INSTRUCTIONS TO FOLLOW:
Show all lines of the listing that hold the word "required".
***
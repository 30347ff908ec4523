//! Whole-series indicator functions.
//!
//! Each function takes the validated candle series plus its configuration
//! explicitly and returns series aligned index-for-index with the input.
//! A window longer than the series is not an error: the affected series is
//! simply undefined everywhere.

use fibo_core::{Candle, CandleSeries};
use rust_decimal::Decimal;
use serde::Serialize;
use tracing::warn;

use crate::core::{Indicator, IndicatorError};
use crate::indicators::{BollingerBands, FibonacciLevels, Macd, Rsi, Sma};
use crate::series::Series;

/// Middle, upper and lower Bollinger bands aligned with the input.
#[derive(Clone, Debug, Default, PartialEq, Serialize)]
pub struct BollingerSeries {
    /// Rolling mean of the close.
    pub middle: Series,
    /// Middle band plus `multiplier` sample deviations.
    pub upper: Series,
    /// Middle band minus `multiplier` sample deviations.
    pub lower: Series,
}

/// MACD line, signal line and histogram, defined at every position.
#[derive(Clone, Debug, Default, PartialEq, Serialize)]
pub struct MacdSeries {
    /// Fast EMA minus slow EMA.
    pub macd: Vec<Decimal>,
    /// EMA of the MACD line.
    pub signal: Vec<Decimal>,
    /// MACD line minus signal line.
    pub histogram: Vec<Decimal>,
}

/// Rolling mean of the close over `period` bars.
pub fn sma(series: &CandleSeries, period: usize) -> Result<Series, IndicatorError> {
    let mut indicator = Sma::<&Candle>::new(period)?;
    warn_if_short("SMA", period, series.len());
    Ok(indicator.batch(series))
}

/// Bollinger bands over `window` bars with a `multiplier` band width.
pub fn bollinger_bands(
    series: &CandleSeries,
    window: usize,
    multiplier: Decimal,
) -> Result<BollingerSeries, IndicatorError> {
    let mut indicator = BollingerBands::<&Candle>::new(window, multiplier)?;
    warn_if_short("BollingerBands", window, series.len());

    let mut output = BollingerSeries {
        middle: Vec::with_capacity(series.len()),
        upper: Vec::with_capacity(series.len()),
        lower: Vec::with_capacity(series.len()),
    };
    for bands in indicator.batch(series) {
        output.middle.push(bands.map(|b| b.middle));
        output.upper.push(bands.map(|b| b.upper));
        output.lower.push(bands.map(|b| b.lower));
    }
    Ok(output)
}

/// MACD with the given fast, slow and signal spans.
pub fn macd(
    series: &CandleSeries,
    fast: usize,
    slow: usize,
    signal: usize,
) -> Result<MacdSeries, IndicatorError> {
    let mut indicator = Macd::<&Candle>::new(fast, slow, signal)?;

    let mut output = MacdSeries {
        macd: Vec::with_capacity(series.len()),
        signal: Vec::with_capacity(series.len()),
        histogram: Vec::with_capacity(series.len()),
    };
    for value in indicator.batch(series).into_iter().flatten() {
        output.macd.push(value.macd);
        output.signal.push(value.signal);
        output.histogram.push(value.histogram);
    }
    debug_assert_eq!(output.macd.len(), series.len());
    Ok(output)
}

/// RSI over `period` price changes; undefined for the first `period` bars.
pub fn rsi(series: &CandleSeries, period: usize) -> Result<Series, IndicatorError> {
    let mut indicator = Rsi::<&Candle>::new(period)?;
    warn_if_short("RSI", period + 1, series.len());
    Ok(indicator.batch(series))
}

/// Retracement levels from the global high and low of the series.
pub fn fibonacci_levels(series: &CandleSeries) -> FibonacciLevels {
    FibonacciLevels::from_series(series)
}

fn warn_if_short(indicator: &'static str, required: usize, available: usize) {
    if required > available {
        warn!(
            indicator,
            required,
            available,
            "series is shorter than the indicator window; output is undefined everywhere"
        );
    }
}
//! Typed indicator settings and their layered loading.
//!
//! Settings resolve from built-in defaults, then an optional TOML file, then
//! `FIBO__`-prefixed environment variables (for example
//! `FIBO__RSI__PERIOD=21` or `FIBO__SMA__PERIODS=50,200`).

use std::path::Path;

use anyhow::{ensure, Context, Result};
use config::{Config, Environment, File, FileFormat};
use rust_decimal::Decimal;
use serde::{Deserialize, Serialize};
use tracing::info;

/// Environment variable prefix for overrides.
pub const ENV_PREFIX: &str = "FIBO";

/// Largest accepted Bollinger standard-deviation multiplier.
pub const MAX_BOLLINGER_MULTIPLIER: Decimal = Decimal::ONE_HUNDRED;

/// Full set of indicator parameters used to build a chart bundle.
#[derive(Clone, Debug, Default, PartialEq, Eq, Serialize, Deserialize)]
#[serde(default)]
pub struct IndicatorSettings {
    pub bollinger: BollingerSettings,
    pub sma: SmaSettings,
    pub macd: MacdSettings,
    pub rsi: RsiSettings,
    pub reference_lines: ReferenceLines,
}

#[derive(Clone, Debug, PartialEq, Eq, Serialize, Deserialize)]
#[serde(default)]
pub struct BollingerSettings {
    pub window: usize,
    pub multiplier: Decimal,
}

impl Default for BollingerSettings {
    fn default() -> Self {
        Self {
            window: 20,
            multiplier: Decimal::TWO,
        }
    }
}

/// Each period produces an independent moving average overlay.
#[derive(Clone, Debug, PartialEq, Eq, Serialize, Deserialize)]
#[serde(default)]
pub struct SmaSettings {
    pub periods: Vec<usize>,
}

impl Default for SmaSettings {
    fn default() -> Self {
        Self {
            periods: vec![90, 200],
        }
    }
}

#[derive(Clone, Debug, PartialEq, Eq, Serialize, Deserialize)]
#[serde(default)]
pub struct MacdSettings {
    pub fast: usize,
    pub slow: usize,
    pub signal: usize,
}

impl Default for MacdSettings {
    fn default() -> Self {
        Self {
            fast: 12,
            slow: 26,
            signal: 9,
        }
    }
}

#[derive(Clone, Debug, PartialEq, Eq, Serialize, Deserialize)]
#[serde(default)]
pub struct RsiSettings {
    pub period: usize,
}

impl Default for RsiSettings {
    fn default() -> Self {
        Self { period: 14 }
    }
}

/// Fixed horizontal guides drawn on the oscillator panels.
#[derive(Clone, Copy, Debug, PartialEq, Eq, Serialize, Deserialize)]
#[serde(default)]
pub struct ReferenceLines {
    pub rsi_overbought: Decimal,
    pub rsi_oversold: Decimal,
    pub rsi_midline: Decimal,
    pub macd_zero: Decimal,
}

impl Default for ReferenceLines {
    fn default() -> Self {
        Self {
            rsi_overbought: Decimal::from(70),
            rsi_oversold: Decimal::from(30),
            rsi_midline: Decimal::from(50),
            macd_zero: Decimal::ZERO,
        }
    }
}

impl IndicatorSettings {
    /// Parses settings from a TOML document; missing keys keep their defaults.
    pub fn from_toml_str(raw: &str) -> Result<Self> {
        let settings: Self = toml::from_str(raw).context("failed to parse indicator settings")?;
        settings.validate()?;
        Ok(settings)
    }

    /// Checks that every indicator can be built from these settings.
    pub fn validate(&self) -> Result<()> {
        ensure!(self.bollinger.window > 0, "bollinger.window must be positive");
        let multiplier = self.bollinger.multiplier;
        ensure!(
            (!multiplier.is_sign_negative() || multiplier.is_zero())
                && multiplier <= MAX_BOLLINGER_MULTIPLIER,
            "bollinger.multiplier must lie within [0, {MAX_BOLLINGER_MULTIPLIER}] (got {multiplier})"
        );
        ensure!(
            !self.sma.periods.is_empty(),
            "sma.periods must list at least one period"
        );
        ensure!(
            self.sma.periods.iter().all(|period| *period > 0),
            "sma.periods must all be positive (got {:?})",
            self.sma.periods
        );
        ensure!(
            self.macd.fast > 0 && self.macd.slow > 0 && self.macd.signal > 0,
            "macd spans must be positive"
        );
        ensure!(self.rsi.period > 0, "rsi.period must be positive");

        let lines = &self.reference_lines;
        let hundred = Decimal::ONE_HUNDRED;
        for (name, value) in [
            ("rsi_overbought", lines.rsi_overbought),
            ("rsi_oversold", lines.rsi_oversold),
            ("rsi_midline", lines.rsi_midline),
        ] {
            ensure!(
                value >= Decimal::ZERO && value <= hundred,
                "reference_lines.{name} must lie within [0, 100] (got {value})"
            );
        }
        ensure!(
            lines.rsi_oversold < lines.rsi_overbought,
            "reference_lines.rsi_oversold must be below rsi_overbought"
        );
        Ok(())
    }
}

/// Resolves settings from defaults, an optional TOML file and the environment.
pub fn load_settings(path: Option<&Path>) -> Result<IndicatorSettings> {
    let mut builder = Config::builder();
    if let Some(path) = path {
        builder = builder.add_source(File::from(path).format(FileFormat::Toml).required(true));
    }
    builder = builder.add_source(
        Environment::with_prefix(ENV_PREFIX)
            .prefix_separator("__")
            .separator("__")
            .try_parsing(true)
            .list_separator(",")
            .with_list_parse_key("sma.periods"),
    );

    let settings: IndicatorSettings = builder
        .build()
        .context("failed to assemble indicator settings")?
        .try_deserialize()
        .context("failed to deserialize indicator settings")?;
    settings.validate()?;

    if let Some(path) = path {
        info!(path = %path.display(), "loaded indicator settings");
    }
    Ok(settings)
}

#[cfg(test)]
mod tests {
    use std::io::Write;

    use rust_decimal_macros::dec;
    use tempfile::NamedTempFile;

    use super::*;

    #[test]
    fn defaults_match_classic_chart() {
        let settings = IndicatorSettings::default();
        assert_eq!(settings.bollinger.window, 20);
        assert_eq!(settings.bollinger.multiplier, dec!(2));
        assert_eq!(settings.sma.periods, vec![90, 200]);
        assert_eq!(
            (settings.macd.fast, settings.macd.slow, settings.macd.signal),
            (12, 26, 9)
        );
        assert_eq!(settings.rsi.period, 14);
        assert_eq!(settings.reference_lines.rsi_overbought, dec!(70));
        assert_eq!(settings.reference_lines.rsi_oversold, dec!(30));
        assert_eq!(settings.reference_lines.rsi_midline, dec!(50));
        assert!(settings.validate().is_ok());
    }

    #[test]
    fn partial_toml_keeps_remaining_defaults() {
        let settings = IndicatorSettings::from_toml_str(
            r#"
            [bollinger]
            multiplier = 2.5

            [sma]
            periods = [50]
            "#,
        )
        .unwrap();
        assert_eq!(settings.bollinger.window, 20);
        assert_eq!(settings.bollinger.multiplier, dec!(2.5));
        assert_eq!(settings.sma.periods, vec![50]);
        assert_eq!(settings.rsi, RsiSettings::default());
    }

    #[test]
    fn rejects_zero_periods() {
        let err = IndicatorSettings::from_toml_str("[rsi]\nperiod = 0\n").unwrap_err();
        assert!(err.to_string().contains("rsi.period"));

        let err = IndicatorSettings::from_toml_str("[sma]\nperiods = [90, 0]\n").unwrap_err();
        assert!(err.to_string().contains("sma.periods"));
    }

    #[test]
    fn rejects_inverted_reference_lines() {
        let mut settings = IndicatorSettings::default();
        settings.reference_lines.rsi_oversold = dec!(80);
        assert!(settings.validate().is_err());

        settings.reference_lines.rsi_oversold = dec!(30);
        settings.reference_lines.rsi_overbought = dec!(120);
        assert!(settings.validate().is_err());
    }

    #[test]
    fn loads_settings_from_file() {
        let mut file = NamedTempFile::new().unwrap();
        writeln!(file, "[macd]\nfast = 8\nslow = 21\nsignal = 5").unwrap();

        let settings = load_settings(Some(file.path())).unwrap();
        assert_eq!(
            settings.macd,
            MacdSettings {
                fast: 8,
                slow: 21,
                signal: 5
            }
        );
        assert_eq!(settings.bollinger, BollingerSettings::default());
    }

    #[test]
    fn environment_overrides_file_values() {
        let mut file = NamedTempFile::new().unwrap();
        writeln!(
            file,
            "[bollinger]\nmultiplier = 2.5\n\n[rsi]\nperiod = 9\n\n[sma]\nperiods = [10]"
        )
        .unwrap();

        let vars = [
            ("FIBO__RSI__PERIOD", "21"),
            ("FIBO__SMA__PERIODS", "50,200"),
            ("FIBO__REFERENCE_LINES__RSI_OVERBOUGHT", "80"),
        ];
        for (key, value) in vars {
            std::env::set_var(key, value);
        }
        let loaded = load_settings(Some(file.path()));
        for (key, _) in vars {
            std::env::remove_var(key);
        }

        let settings = loaded.unwrap();
        assert_eq!(settings.rsi.period, 21);
        assert_eq!(settings.sma.periods, vec![50, 200]);
        assert_eq!(settings.bollinger.multiplier, dec!(2.5));
        assert_eq!(settings.reference_lines.rsi_overbought, dec!(80));
        assert_eq!(settings.reference_lines.rsi_oversold, dec!(30));
    }

    #[test]
    fn rejects_oversized_multiplier() {
        let err = IndicatorSettings::from_toml_str("[bollinger]\nmultiplier = 250\n").unwrap_err();
        assert!(err.to_string().contains("bollinger.multiplier"));
        assert!(IndicatorSettings::from_toml_str("[bollinger]\nmultiplier = 100\n").is_ok());
    }

    #[test]
    fn missing_file_is_an_error() {
        let dir = tempfile::tempdir().unwrap();
        let path = dir.path().join("absent.toml");
        assert!(load_settings(Some(&path)).is_err());
    }
}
***
SOLUTION FOR THIS TASK:
fn warn_if_short(indicator: &'static str, required: usize, available: usize) {
    if required > available {
            required,
        builder = builder.add_source(File::from(path).format(FileFormat::Toml).required(true));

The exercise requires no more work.